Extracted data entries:
---*---
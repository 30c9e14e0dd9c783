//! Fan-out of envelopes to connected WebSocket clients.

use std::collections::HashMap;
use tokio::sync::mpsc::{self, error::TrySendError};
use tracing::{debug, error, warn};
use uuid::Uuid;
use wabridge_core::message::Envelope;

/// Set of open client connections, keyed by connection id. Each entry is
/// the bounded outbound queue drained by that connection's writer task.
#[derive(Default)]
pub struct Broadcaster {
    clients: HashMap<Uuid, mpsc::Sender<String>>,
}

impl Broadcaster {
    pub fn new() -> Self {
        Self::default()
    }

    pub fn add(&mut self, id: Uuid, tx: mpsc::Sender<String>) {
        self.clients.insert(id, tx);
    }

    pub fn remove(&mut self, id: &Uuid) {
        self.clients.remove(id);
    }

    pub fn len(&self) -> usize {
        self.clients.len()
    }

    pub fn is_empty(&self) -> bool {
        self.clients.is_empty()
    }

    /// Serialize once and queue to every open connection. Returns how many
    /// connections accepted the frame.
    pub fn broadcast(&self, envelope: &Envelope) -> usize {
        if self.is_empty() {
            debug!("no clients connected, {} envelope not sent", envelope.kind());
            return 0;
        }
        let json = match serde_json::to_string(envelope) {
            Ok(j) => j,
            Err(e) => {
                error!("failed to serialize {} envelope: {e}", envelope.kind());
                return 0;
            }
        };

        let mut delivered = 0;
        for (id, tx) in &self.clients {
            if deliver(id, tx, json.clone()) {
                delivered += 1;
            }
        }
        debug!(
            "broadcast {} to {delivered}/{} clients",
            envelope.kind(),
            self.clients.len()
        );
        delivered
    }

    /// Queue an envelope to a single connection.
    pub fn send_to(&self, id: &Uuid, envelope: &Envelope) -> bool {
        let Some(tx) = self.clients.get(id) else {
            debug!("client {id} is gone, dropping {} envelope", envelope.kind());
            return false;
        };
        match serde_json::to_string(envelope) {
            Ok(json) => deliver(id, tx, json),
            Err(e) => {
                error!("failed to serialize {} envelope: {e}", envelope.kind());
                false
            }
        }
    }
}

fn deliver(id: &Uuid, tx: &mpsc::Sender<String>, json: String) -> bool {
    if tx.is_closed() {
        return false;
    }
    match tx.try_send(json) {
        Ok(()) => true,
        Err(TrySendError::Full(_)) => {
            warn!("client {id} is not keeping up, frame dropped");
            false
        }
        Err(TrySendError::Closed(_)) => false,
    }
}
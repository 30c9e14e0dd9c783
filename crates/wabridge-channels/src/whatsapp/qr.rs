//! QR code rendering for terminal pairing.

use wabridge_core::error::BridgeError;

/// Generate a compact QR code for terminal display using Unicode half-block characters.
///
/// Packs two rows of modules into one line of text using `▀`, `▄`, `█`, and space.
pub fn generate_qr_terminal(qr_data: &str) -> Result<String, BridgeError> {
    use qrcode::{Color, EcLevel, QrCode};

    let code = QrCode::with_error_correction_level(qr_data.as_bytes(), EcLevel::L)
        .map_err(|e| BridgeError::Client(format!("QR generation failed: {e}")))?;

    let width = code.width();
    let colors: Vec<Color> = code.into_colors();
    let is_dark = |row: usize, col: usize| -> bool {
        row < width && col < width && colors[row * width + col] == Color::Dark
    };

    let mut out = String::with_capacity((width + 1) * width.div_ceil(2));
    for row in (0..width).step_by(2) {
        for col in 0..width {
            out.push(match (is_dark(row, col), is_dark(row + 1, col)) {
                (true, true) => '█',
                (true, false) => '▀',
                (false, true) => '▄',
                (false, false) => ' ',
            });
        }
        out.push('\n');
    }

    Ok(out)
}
---*---
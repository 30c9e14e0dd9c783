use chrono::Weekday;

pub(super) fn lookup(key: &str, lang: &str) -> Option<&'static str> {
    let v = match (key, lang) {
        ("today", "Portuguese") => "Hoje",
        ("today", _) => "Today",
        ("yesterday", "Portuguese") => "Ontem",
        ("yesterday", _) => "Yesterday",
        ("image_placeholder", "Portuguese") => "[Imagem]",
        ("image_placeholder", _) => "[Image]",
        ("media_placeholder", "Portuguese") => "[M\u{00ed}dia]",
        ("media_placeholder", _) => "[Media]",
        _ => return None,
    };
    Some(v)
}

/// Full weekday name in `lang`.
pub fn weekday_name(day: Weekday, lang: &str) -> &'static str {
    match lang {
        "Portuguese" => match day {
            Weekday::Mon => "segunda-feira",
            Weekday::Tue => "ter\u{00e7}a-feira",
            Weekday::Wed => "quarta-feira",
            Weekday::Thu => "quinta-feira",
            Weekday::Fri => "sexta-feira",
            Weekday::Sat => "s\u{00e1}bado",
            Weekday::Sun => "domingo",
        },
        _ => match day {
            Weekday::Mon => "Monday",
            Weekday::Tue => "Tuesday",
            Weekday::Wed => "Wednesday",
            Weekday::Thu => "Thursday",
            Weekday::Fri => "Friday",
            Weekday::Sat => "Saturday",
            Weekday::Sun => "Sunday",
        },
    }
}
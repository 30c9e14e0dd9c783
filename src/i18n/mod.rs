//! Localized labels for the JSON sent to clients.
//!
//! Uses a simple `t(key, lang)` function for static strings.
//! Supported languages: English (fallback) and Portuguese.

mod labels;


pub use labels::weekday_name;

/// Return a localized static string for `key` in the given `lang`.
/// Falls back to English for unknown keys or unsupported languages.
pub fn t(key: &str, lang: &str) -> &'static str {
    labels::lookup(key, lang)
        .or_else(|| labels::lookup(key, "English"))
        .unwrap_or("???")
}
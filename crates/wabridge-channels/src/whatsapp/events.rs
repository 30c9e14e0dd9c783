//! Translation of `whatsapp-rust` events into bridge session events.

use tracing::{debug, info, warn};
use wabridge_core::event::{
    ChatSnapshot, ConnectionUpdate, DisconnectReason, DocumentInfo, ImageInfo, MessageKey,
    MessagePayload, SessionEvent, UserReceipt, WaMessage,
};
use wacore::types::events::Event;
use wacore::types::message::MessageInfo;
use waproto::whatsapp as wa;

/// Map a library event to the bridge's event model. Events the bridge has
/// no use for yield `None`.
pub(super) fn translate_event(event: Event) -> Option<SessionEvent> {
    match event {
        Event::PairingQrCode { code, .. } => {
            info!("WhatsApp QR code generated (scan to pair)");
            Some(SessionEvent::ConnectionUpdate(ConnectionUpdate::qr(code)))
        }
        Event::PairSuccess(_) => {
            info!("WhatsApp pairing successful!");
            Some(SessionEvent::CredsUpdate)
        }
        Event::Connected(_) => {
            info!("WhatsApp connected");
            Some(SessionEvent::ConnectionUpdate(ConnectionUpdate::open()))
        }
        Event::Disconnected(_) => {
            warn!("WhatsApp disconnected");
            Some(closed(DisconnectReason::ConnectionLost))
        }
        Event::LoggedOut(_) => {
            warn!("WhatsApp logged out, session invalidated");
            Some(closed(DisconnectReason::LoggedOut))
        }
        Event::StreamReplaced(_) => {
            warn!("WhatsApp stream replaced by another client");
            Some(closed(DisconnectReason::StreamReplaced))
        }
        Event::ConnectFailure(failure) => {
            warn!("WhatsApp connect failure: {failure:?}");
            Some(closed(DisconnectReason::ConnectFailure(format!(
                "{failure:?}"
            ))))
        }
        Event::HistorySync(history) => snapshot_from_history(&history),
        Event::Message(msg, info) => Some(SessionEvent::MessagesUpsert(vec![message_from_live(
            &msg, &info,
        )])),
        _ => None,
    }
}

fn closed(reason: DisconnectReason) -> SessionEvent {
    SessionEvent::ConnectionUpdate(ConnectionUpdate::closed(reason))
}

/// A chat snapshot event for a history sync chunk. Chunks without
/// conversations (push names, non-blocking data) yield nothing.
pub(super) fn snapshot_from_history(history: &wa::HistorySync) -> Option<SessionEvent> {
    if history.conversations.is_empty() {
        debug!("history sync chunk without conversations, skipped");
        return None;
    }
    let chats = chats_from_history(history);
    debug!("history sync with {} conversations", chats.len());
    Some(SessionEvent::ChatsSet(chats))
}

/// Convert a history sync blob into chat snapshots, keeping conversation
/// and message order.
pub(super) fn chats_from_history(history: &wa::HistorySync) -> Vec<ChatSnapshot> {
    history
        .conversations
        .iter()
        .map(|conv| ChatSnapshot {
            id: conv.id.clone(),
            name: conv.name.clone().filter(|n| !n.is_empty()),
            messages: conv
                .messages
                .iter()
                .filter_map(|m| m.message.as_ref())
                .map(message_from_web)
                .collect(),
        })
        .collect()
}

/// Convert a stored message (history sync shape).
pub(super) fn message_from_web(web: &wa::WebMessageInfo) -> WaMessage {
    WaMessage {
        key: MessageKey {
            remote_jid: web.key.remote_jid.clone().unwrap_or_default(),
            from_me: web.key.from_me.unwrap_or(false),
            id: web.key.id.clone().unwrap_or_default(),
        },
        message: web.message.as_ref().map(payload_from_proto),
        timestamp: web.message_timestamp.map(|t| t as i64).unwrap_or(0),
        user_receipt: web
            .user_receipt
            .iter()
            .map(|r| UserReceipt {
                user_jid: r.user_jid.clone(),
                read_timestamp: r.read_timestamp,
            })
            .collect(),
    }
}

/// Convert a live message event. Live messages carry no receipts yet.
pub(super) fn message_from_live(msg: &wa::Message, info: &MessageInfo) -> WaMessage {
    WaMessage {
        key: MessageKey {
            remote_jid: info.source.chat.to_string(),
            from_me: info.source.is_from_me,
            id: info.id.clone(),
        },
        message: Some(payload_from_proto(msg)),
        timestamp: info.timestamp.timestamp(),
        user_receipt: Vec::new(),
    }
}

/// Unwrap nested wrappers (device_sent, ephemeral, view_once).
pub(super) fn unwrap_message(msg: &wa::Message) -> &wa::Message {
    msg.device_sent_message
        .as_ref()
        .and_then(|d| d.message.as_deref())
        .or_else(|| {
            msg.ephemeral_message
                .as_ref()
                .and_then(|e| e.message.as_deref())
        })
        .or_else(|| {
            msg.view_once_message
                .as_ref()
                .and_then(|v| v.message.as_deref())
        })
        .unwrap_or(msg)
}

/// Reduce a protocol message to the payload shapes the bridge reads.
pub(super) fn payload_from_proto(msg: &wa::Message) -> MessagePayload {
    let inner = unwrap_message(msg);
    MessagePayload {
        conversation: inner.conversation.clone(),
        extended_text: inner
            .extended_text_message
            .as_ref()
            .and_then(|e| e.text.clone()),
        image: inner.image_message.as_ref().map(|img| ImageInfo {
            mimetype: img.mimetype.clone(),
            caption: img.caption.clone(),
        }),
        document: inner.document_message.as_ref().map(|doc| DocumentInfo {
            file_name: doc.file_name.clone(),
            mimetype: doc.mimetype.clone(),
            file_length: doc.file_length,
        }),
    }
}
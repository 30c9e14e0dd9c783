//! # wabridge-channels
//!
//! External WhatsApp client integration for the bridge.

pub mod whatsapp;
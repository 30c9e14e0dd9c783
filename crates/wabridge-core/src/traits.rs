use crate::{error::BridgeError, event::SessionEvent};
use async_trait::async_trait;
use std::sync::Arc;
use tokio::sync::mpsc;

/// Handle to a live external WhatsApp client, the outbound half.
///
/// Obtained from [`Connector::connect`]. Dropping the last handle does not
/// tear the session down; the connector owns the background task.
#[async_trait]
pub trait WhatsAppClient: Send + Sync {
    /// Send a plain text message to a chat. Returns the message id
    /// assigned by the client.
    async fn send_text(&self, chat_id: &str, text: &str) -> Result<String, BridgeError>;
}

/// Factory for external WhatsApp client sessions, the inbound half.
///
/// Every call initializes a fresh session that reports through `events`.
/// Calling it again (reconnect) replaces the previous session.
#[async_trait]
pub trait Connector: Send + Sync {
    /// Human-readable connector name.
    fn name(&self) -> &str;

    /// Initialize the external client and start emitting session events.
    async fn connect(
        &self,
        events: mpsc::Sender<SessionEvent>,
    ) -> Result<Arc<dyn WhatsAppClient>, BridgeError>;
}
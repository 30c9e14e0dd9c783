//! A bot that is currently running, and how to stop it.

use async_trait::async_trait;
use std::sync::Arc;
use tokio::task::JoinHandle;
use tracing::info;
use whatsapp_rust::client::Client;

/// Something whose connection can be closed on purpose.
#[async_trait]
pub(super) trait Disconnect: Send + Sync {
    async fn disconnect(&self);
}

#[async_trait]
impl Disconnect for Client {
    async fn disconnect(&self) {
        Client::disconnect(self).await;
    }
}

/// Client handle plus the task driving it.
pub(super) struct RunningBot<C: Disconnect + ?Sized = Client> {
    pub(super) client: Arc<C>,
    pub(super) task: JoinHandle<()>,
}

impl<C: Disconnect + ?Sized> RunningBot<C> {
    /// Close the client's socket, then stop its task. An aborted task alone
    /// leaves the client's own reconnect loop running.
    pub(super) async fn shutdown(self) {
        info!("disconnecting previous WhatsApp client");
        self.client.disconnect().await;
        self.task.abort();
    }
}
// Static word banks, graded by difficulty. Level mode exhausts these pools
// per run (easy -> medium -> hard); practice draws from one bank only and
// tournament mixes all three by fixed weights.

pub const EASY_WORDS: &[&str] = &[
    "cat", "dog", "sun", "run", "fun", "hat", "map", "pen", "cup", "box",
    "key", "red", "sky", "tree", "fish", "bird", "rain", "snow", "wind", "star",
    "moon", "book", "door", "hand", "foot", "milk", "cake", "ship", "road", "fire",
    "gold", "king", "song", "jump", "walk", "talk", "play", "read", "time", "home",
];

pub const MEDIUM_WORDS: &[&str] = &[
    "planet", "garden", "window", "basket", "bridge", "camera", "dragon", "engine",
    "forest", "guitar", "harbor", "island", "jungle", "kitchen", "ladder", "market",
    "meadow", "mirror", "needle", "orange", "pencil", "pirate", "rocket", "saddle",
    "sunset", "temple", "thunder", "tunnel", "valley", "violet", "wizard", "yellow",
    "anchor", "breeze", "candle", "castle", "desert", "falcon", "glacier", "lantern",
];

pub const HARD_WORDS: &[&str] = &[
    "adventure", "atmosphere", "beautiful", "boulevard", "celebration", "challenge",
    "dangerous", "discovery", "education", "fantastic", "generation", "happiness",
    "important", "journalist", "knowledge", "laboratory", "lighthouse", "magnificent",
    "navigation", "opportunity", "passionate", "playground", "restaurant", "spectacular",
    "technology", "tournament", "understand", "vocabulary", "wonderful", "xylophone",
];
---*---
Copy out each line of the data that holds the string "wacore".

use wacore::types::events::Event;
use wacore::types::message::MessageInfo;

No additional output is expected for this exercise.